**YOUR GOAL**
Once a line is found to contain "Default", copy it out of the listing.

**DATASET CONTENT**
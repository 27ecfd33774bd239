//! Flow Supervisor. Spawns the engine as a subprocess, reassembles
//! line-delimited JSON progress frames from its stdout, and forwards them as
//! strongly-typed events to a consumer — typically an editor-side test UI.
//!
//! An `mpsc::UnboundedReceiver` wrapped so a consumer can simply `recv()` in
//! a loop, fed by a background task that owns the child process. Also
//! implements `futures_util::Stream` for a consumer that prefers combinators
//! over a manual `recv()` loop.

pub mod error;
pub mod reassembly;

use std::path::PathBuf;
use std::pin::Pin;
use std::process::Stdio;
use std::task::{Context, Poll};

use enbu_flow_executor::progress::ProgressEvent;
use futures_util::Stream;
use tokio::io::AsyncReadExt;
use tokio::process::{Child, Command};
use tokio::sync::{mpsc, oneshot};

pub use error::SupervisorError;
use reassembly::LineReassembler;

/// One event delivered to the supervisor's consumer: either a typed
/// progress frame, a line of stderr diagnostics, or the terminal `close`
/// transition.
#[derive(Debug, Clone)]
pub enum SupervisorEvent {
    Frame(ProgressEvent),
    Error(String),
    Close(Option<i32>),
}

/// Configuration for the engine subprocess the supervisor launches.
#[derive(Debug, Clone, Default)]
pub struct EngineSpawnSpec {
    pub program: String,
    pub args: Vec<String>,
    pub env: Vec<(String, String)>,
    pub cwd: Option<PathBuf>,
}

/// Runs the engine as a child process and forwards reassembled progress
/// events to a consumer. Single-use: one supervisor per flow execution.
pub struct FlowSupervisor {
    events: mpsc::UnboundedReceiver<SupervisorEvent>,
    cancel: Option<oneshot::Sender<()>>,
}

impl FlowSupervisor {
    /// Spawns `spec.program` with stdout and stderr piped and stdin closed,
    /// and starts the background tasks that read, reassemble, and forward
    /// its output.
    pub fn spawn(spec: EngineSpawnSpec) -> Result<Self, SupervisorError> {
        let mut command = Command::new(&spec.program);
        command.args(&spec.args);
        command.stdin(Stdio::null());
        command.stdout(Stdio::piped());
        command.stderr(Stdio::piped());
        if let Some(cwd) = &spec.cwd {
            command.current_dir(cwd);
        }
        for (key, value) in &spec.env {
            command.env(key, value);
        }

        tracing::debug!(program = %spec.program, args = ?spec.args, "spawning engine subprocess");

        let mut child = command.spawn().map_err(|e| SupervisorError::Spawn(e.to_string()))?;
        let stdout = child.stdout.take().expect("stdout piped");
        let stderr = child.stderr.take().expect("stderr piped");

        let (tx, rx) = mpsc::unbounded_channel();
        let (cancel_tx, cancel_rx) = oneshot::channel();

        let stdout_tx = tx.clone();
        let stdout_task = tokio::spawn(read_frames(stdout, stdout_tx));

        let stderr_tx = tx.clone();
        let stderr_task = tokio::spawn(read_diagnostics(stderr, stderr_tx));

        tokio::spawn(drive_child(child, cancel_rx, stdout_task, stderr_task, tx));

        Ok(FlowSupervisor { events: rx, cancel: Some(cancel_tx) })
    }

    /// Receives the next event, or `None` once the engine has exited and
    /// every buffered event has been delivered.
    pub async fn recv(&mut self) -> Option<SupervisorEvent> {
        self.events.recv().await
    }

    /// Kills the engine child process. Idempotent: subsequent calls are
    /// no-ops. Events already in flight may still be delivered, but no new
    /// frames will be produced once the process dies.
    pub fn cancel(&mut self) {
        if let Some(tx) = self.cancel.take() {
            let _ = tx.send(());
        }
    }
}

/// A consumer may either `recv()` in a loop or drive the supervisor as a
/// `Stream`, yielding the raw [`SupervisorEvent`] rather than a single
/// pre-serialised event type.
impl Stream for FlowSupervisor {
    type Item = SupervisorEvent;

    fn poll_next(mut self: Pin<&mut Self>, cx: &mut Context<'_>) -> Poll<Option<Self::Item>> {
        Pin::new(&mut self.events).poll_recv(cx)
    }
}

/// Reads raw stdout bytes, reassembles lines, and forwards every line that
/// parses as a known [`ProgressEvent`] shape.
async fn read_frames<R: tokio::io::AsyncRead + Unpin>(
    mut reader: R,
    tx: mpsc::UnboundedSender<SupervisorEvent>,
) {
    let mut reassembler = LineReassembler::new();
    let mut buf = [0u8; 4096];
    loop {
        match reader.read(&mut buf).await {
            Ok(0) => break,
            Ok(n) => {
                for line in reassembler.push(&buf[..n]) {
                    forward_line(&line, &tx);
                }
            }
            Err(e) => {
                tracing::warn!(error = %e, "error reading engine stdout");
                break;
            }
        }
    }
    if let Some(tail) = reassembler.finish() {
        forward_line(&tail, &tx);
    }
}

fn forward_line(line: &str, tx: &mpsc::UnboundedSender<SupervisorEvent>) {
    match serde_json::from_str::<ProgressEvent>(line) {
        Ok(event) => {
            let _ = tx.send(SupervisorEvent::Frame(event));
        }
        Err(_) => match serde_json::from_str::<serde_json::Value>(line) {
            Ok(value) => {
                tracing::warn!(r#type = ?value.get("type"), "dropping frame of unknown shape");
            }
            Err(_) => {
                tracing::warn!(line = %line, "dropping unparseable engine stdout line");
            }
        },
    }
}

/// Reads stderr line-by-line (no JSON framing expected there — it's
/// reserved for diagnostics intended for a human reader) and surfaces each
/// line as an `error` event.
async fn read_diagnostics<R: tokio::io::AsyncRead + Unpin>(
    mut reader: R,
    tx: mpsc::UnboundedSender<SupervisorEvent>,
) {
    let mut reassembler = LineReassembler::new();
    let mut buf = [0u8; 4096];
    loop {
        match reader.read(&mut buf).await {
            Ok(0) => break,
            Ok(n) => {
                for line in reassembler.push(&buf[..n]) {
                    let _ = tx.send(SupervisorEvent::Error(line));
                }
            }
            Err(e) => {
                tracing::warn!(error = %e, "error reading engine stderr");
                break;
            }
        }
    }
    if let Some(tail) = reassembler.finish() {
        let _ = tx.send(SupervisorEvent::Error(tail));
    }
}

/// Owns the child process: waits for it to exit (or kills it on
/// cancellation), waits for both reader tasks to finish flushing their
/// buffered lines, then emits the terminal `close` event.
async fn drive_child(
    mut child: Child,
    mut cancel_rx: oneshot::Receiver<()>,
    stdout_task: tokio::task::JoinHandle<()>,
    stderr_task: tokio::task::JoinHandle<()>,
    tx: mpsc::UnboundedSender<SupervisorEvent>,
) {
    let exit_status = tokio::select! {
        biased;
        _ = &mut cancel_rx => {
            tracing::debug!("cancellation requested, killing engine subprocess");
            let _ = child.start_kill();
            child.wait().await
        }
        status = child.wait() => status,
    };

    let _ = stdout_task.await;
    let _ = stderr_task.await;

    let exit_code = match exit_status {
        Ok(status) => status.code(),
        Err(e) => {
            tracing::warn!(error = %e, "failed to wait on engine subprocess");
            None
        }
    };

    let _ = tx.send(SupervisorEvent::Close(exit_code));
}

#[cfg(test)]
mod tests {
    use super::*;
    use tokio::io::AsyncWriteExt;

    #[tokio::test]
    async fn spawning_a_missing_binary_is_a_spawn_error() {
        let spec = EngineSpawnSpec {
            program: "definitely-not-a-real-binary-xyz".to_string(),
            ..Default::default()
        };
        let result = FlowSupervisor::spawn(spec);
        assert!(result.is_err());
    }

    #[tokio::test]
    async fn read_frames_forwards_a_valid_frame_and_drops_an_unknown_one() {
        let (mut writer, reader) = tokio::io::duplex(256);
        let (tx, mut rx) = mpsc::unbounded_channel();

        let reader_task = tokio::spawn(read_frames(reader, tx));

        writer
            .write_all(b"{\"type\":\"flow:start\",\"flowName\":\"smoke\",\"stepTotal\":1}\n")
            .await
            .unwrap();
        writer.write_all(b"{\"type\":\"nonsense\"}\n").await.unwrap();
        drop(writer);
        reader_task.await.unwrap();

        let mut events = Vec::new();
        while let Ok(event) = rx.try_recv() {
            events.push(event);
        }

        assert_eq!(events.len(), 1);
        assert!(matches!(
            &events[0],
            SupervisorEvent::Frame(ProgressEvent::FlowStart { flow_name, step_total })
                if flow_name == "smoke" && *step_total == 1
        ));
    }

    #[tokio::test]
    async fn cancelling_kills_the_child_and_still_emits_close() {
        let spec = EngineSpawnSpec { program: "sleep".to_string(), args: vec!["30".to_string()], ..Default::default() };
        let mut supervisor = FlowSupervisor::spawn(spec).expect("sleep should exist");
        supervisor.cancel();

        let mut saw_close = false;
        while let Some(event) = supervisor.recv().await {
            if matches!(event, SupervisorEvent::Close(_)) {
                saw_close = true;
            }
        }
        assert!(saw_close);
    }

    #[tokio::test]
    async fn can_be_driven_as_a_stream_instead_of_recv() {
        use futures_util::StreamExt;

        let spec = EngineSpawnSpec { program: "true".to_string(), ..Default::default() };
        let mut supervisor = FlowSupervisor::spawn(spec).expect("true should exist");

        let mut saw_close = false;
        while let Some(event) = supervisor.next().await {
            if matches!(event, SupervisorEvent::Close(_)) {
                saw_close = true;
            }
        }
        assert!(saw_close);
    }
}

**PROBLEM SOLUTION**
#[derive(Debug, Clone, Default)]
            ..Default::default()
        let spec = EngineSpawnSpec { program: "sleep".to_string(), args: vec!["30".to_string()], ..Default::default() };
        let spec = EngineSpawnSpec { program: "true".to_string(), ..Default::default() };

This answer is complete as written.